As some of you might know, my work place is no stranger to odd server problems, such as instances just wanting to return 503 errors. Today I have a new one: one of our applications refuses to run at full speed if its in anything other than the default instance.
I think it might be best to spell out the hardware and software configuration of the servers I'm talking about, so its not lost in the text. Its important to note that all of these tests are talking to the same database and database server. All server names have been changed to protect the innocent.
Komodo PairLoad balanced identical pair of servers, Komodo1 and Komodo2. Hardware: Quad core 3 ghz (4 cores), 6gb of ram OS & CF: Microsoft Windows Server 2003 R2 (32-bit), CF 8 32-bit Instances: CMS was running in its own instance pair, Komodo1i1 and Komodo2i1, and later in cfusion.
Jaguar PairLoad balanced identical pair of servers, Jaguar1 and Jaguar2. Hardware: Dual Quad core 1.6 ghz (8 cores), 8gb of ram OS & CF: Microsoft Windows Server 2003 R2 (32-bit), CF 8 32-bit Instances: CMS was running in its own instance pair, Jaguar1i1 and Jaguar2i1.
JaybirdHardware: Dual core 1.8ghz (2 cores), 2gb of ram OS & CF: Server 2003 (32-bit), ColdFusion 8 32-bit Instances: CMS was running in the main instance, cfusion.
AdderOur test machine. Hardware: Dual core 3ghz (2 cores), 4gb of ram OS & CF: Server 2003 64-bit, ColdFusion 8 64-bit Instances: CMS was running in the main instance, cfusion.
The ProblemWe have a CMS that powers some of our client websites, and several months ago we moved it to a load balanced pare of servers (Jaguar Pair) looking to see some better performance since the site was kind of query heavy (older coding and lots of recursive querying) and it had been housed with a number of other sites on a shared server (Jaybird). After moving it we didn't really see a performance boost, but we knew it had to be faster, I mean, its a better server, how could it not be faster?
Fast forward to now, and after some user complaints, we're observing serious speed differences between our CMS on the Jaguar Pair and a development copy on Adder, our test machine. I'm not talking about a little sluggishness, but a difference of 6-8 times longer to return requests on the Jaguar Pair vs Adder. Specifically, we were testing a page that reliably returned in less then a second on Adder, but took around 8 seconds on the Jaguar Pair.
So, the first thing we tried to do was see see if the network traffic was the same, and our server team tracked packet transfers back and forth between the servers to make sure that everything was going to the same location, and along the same paths. That part checked out, but it still showed that it simply took 8 times as long to get back a request for one server.
Next up was to make a copy of the CMS back onto Jaybird and do some testing, so that we could look at a single instance 32-bit OS. Testing showed that Jaybird did not experience slowness either, so the 320-bit OS was not to blame.
After that we wanted to see if it was something to do with server configurations, so we made a new instance pair on our other load balanced server pair, Komodo, and got everything setup only to see the same performance problems on the Komodo Pair as we saw on the Jaguar Pair, so this behavior was not limited to a bad configuration the Jaguar Pair or something like that.
Failing that test, we decided to see if there was some sort of overhead being incurred by CF instance clustering, so we isolated Komodo1i1 and removed it from the CF cluster.
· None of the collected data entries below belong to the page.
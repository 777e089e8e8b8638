//! The `Source` abstraction consumed by [`crate::component`]'s property
//! loaders. The core never parses YAML/JSON itself -- a `Loader`
//! supplied by the host produces `Source` values, and `Source` only needs to
//! expose enough structure for a `Property::loader` to pull a typed value
//! out. [`JsonSource`] is the one concrete implementation this crate ships,
//! sufficient to drive its own property-loading tests.

use std::cell::RefCell;
use std::fmt;
use std::rc::Rc;

/// A document value the core can read component properties from.
///
/// Implementations are expected to be cheap to copy (a `Source` value
/// should stay around 512 bytes or less); nested document data should be
/// shared via reference counting rather than deep-copied, which is why
/// [`JsonSource`] wraps its value in an `Rc`.
pub trait Source: fmt::Debug {
    /// Whether this value represents "missing"/null.
    fn is_null(&self) -> bool;
    /// Whether this value is a scalar (number, string, bool).
    fn is_scalar(&self) -> bool;
    /// Whether this value is a sequence.
    fn is_sequence(&self) -> bool;
    /// Whether this value is a mapping.
    fn is_mapping(&self) -> bool;

    /// Read this value as an `f64`, if it is a numeric scalar.
    fn as_f64(&self) -> Option<f64>;
    /// Read this value as a `bool`, if it is a boolean scalar.
    fn as_bool(&self) -> Option<bool>;
    /// Read this value as a string slice, if it is a string scalar.
    fn as_str(&self) -> Option<&str>;

    /// Fetch the `index`th element of a sequence value.
    fn get_sequence_value(&self, index: usize) -> Option<Box<dyn Source>>;
    /// Fetch the value of `key` in a mapping value.
    fn get_mapping_value(&self, key: &str) -> Option<Box<dyn Source>>;

    /// Accumulated human-readable error messages for this document, if the
    /// host's loader recorded any while producing it.
    fn error_log(&self) -> String;
}

/// Something that turns a name (e.g. an asset path) into a [`Source`].
///
/// The concrete file format (YAML/JSON/...) and its parser are entirely a
/// host concern; the core only depends on this trait.
pub trait Loader {
    /// The concrete `Source` type this loader produces.
    type Output: Source;

    /// Load the document named `name`. If `log_errors` is set, parse errors
    /// are recorded into the returned source's [`Source::error_log`].
    fn load_source(&self, name: &str, log_errors: bool) -> Self::Output;
}

/// A `serde_json::Value`-backed [`Source`].
///
/// Cloning is cheap: the underlying value is held behind an `Rc` and shared
/// rather than deep-copied.
#[derive(Clone)]
pub struct JsonSource {
    value: Rc<serde_json::Value>,
    errors: Rc<RefCell<Vec<String>>>,
}

impl JsonSource {
    /// Wrap a JSON value as a `Source`.
    pub fn new(value: serde_json::Value) -> Self {
        Self {
            value: Rc::new(value),
            errors: Rc::new(RefCell::new(Vec::new())),
        }
    }

    /// The null source, used when a mapping key or sequence index is absent.
    pub fn null() -> Self {
        Self::new(serde_json::Value::Null)
    }

    /// Record an error message against this document (and any source cloned
    /// from it, since the error log is shared).
    pub fn log_error(&self, message: impl Into<String>) {
        self.errors.borrow_mut().push(message.into());
    }

    fn child(&self, value: serde_json::Value) -> Self {
        Self {
            value: Rc::new(value),
            errors: Rc::clone(&self.errors),
        }
    }
}

impl fmt::Debug for JsonSource {
    fn fmt(&self, f: &mut fmt::Formatter<'_>) -> fmt::Result {
        write!(f, "JsonSource({})", self.value)
    }
}

impl Source for JsonSource {
    fn is_null(&self) -> bool {
        self.value.is_null()
    }

    fn is_scalar(&self) -> bool {
        matches!(
            &*self.value,
            serde_json::Value::Bool(_) | serde_json::Value::Number(_) | serde_json::Value::String(_)
        )
    }

    fn is_sequence(&self) -> bool {
        self.value.is_array()
    }

    fn is_mapping(&self) -> bool {
        self.value.is_object()
    }

    fn as_f64(&self) -> Option<f64> {
        self.value.as_f64()
    }

    fn as_bool(&self) -> Option<bool> {
        self.value.as_bool()
    }

    fn as_str(&self) -> Option<&str> {
        self.value.as_str()
    }

    fn get_sequence_value(&self, index: usize) -> Option<Box<dyn Source>> {
        self.value
            .as_array()
            .and_then(|seq| seq.get(index))
            .map(|v| Box::new(self.child(v.clone())) as Box<dyn Source>)
    }

    fn get_mapping_value(&self, key: &str) -> Option<Box<dyn Source>> {
        self.value
            .as_object()
            .and_then(|map| map.get(key))
            .map(|v| Box::new(self.child(v.clone())) as Box<dyn Source>)
    }

    fn error_log(&self) -> String {
        self.errors.borrow().join("; ")
    }
}

#[cfg(test)]
mod tests {
    use super::*;

    #[test]
    fn scalar_reads() {
        let src = JsonSource::new(serde_json::json!(3.5));
        assert!(src.is_scalar());
        assert_eq!(src.as_f64(), Some(3.5));
    }

    #[test]
    fn mapping_navigation() {
        let src = JsonSource::new(serde_json::json!({"x": 1.0, "y": 2.0}));
        assert!(src.is_mapping());
        let x = src.get_mapping_value("x").unwrap();
        assert_eq!(x.as_f64(), Some(1.0));
        assert!(src.get_mapping_value("missing").is_none());
    }

    #[test]
    fn sequence_navigation() {
        let src = JsonSource::new(serde_json::json!([1, 2, 3]));
        assert!(src.is_sequence());
        assert_eq!(src.get_sequence_value(1).unwrap().as_f64(), Some(2.0));
        assert!(src.get_sequence_value(10).is_none());
    }

    #[test]
    fn error_log_shared_across_clones() {
        let src = JsonSource::new(serde_json::json!({}));
        let clone = src.clone();
        clone.log_error("boom");
        assert_eq!(src.error_log(), "boom");
    }
}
Tests showed that Komodo1i1 still lagged at 8 seconds to return results, even though it was running as a single instance.
Lastly, we removed out test site from an instance entirely, and let it run in the main instance, cfusion, to find that suddenly the response times dropped back to normal.
The only conclusion that we can reach is that there is some sort of overhead that the instances are running into that the main cfusion instance is not experiencing. In all of these tests the only way we found to bring the response times back in line was to remove the program from an instance and let it run in the default instance, such as on Jaybird, Adder, and later Komodo. Any time we have it in an instance, such as on the Komodo Pair or the Jaguar pair, the system slows to a crawl.
Running our CMS under the main instance obviously isn't a desirable solution, since we want to be able to have multiple instances on these load balanced servers. We do have other applications running on other instances on the Komodo Pair and the Jaguar Pair, so we can't really just run everything in the main instance, and we haven't been noticing slow down with those applications. Its possible that we are experiencing a slow down with those applications as well, but that its not as noticeable since they are not as query heavy as the CMS.
Does any one have an idea what might be causing this slow down?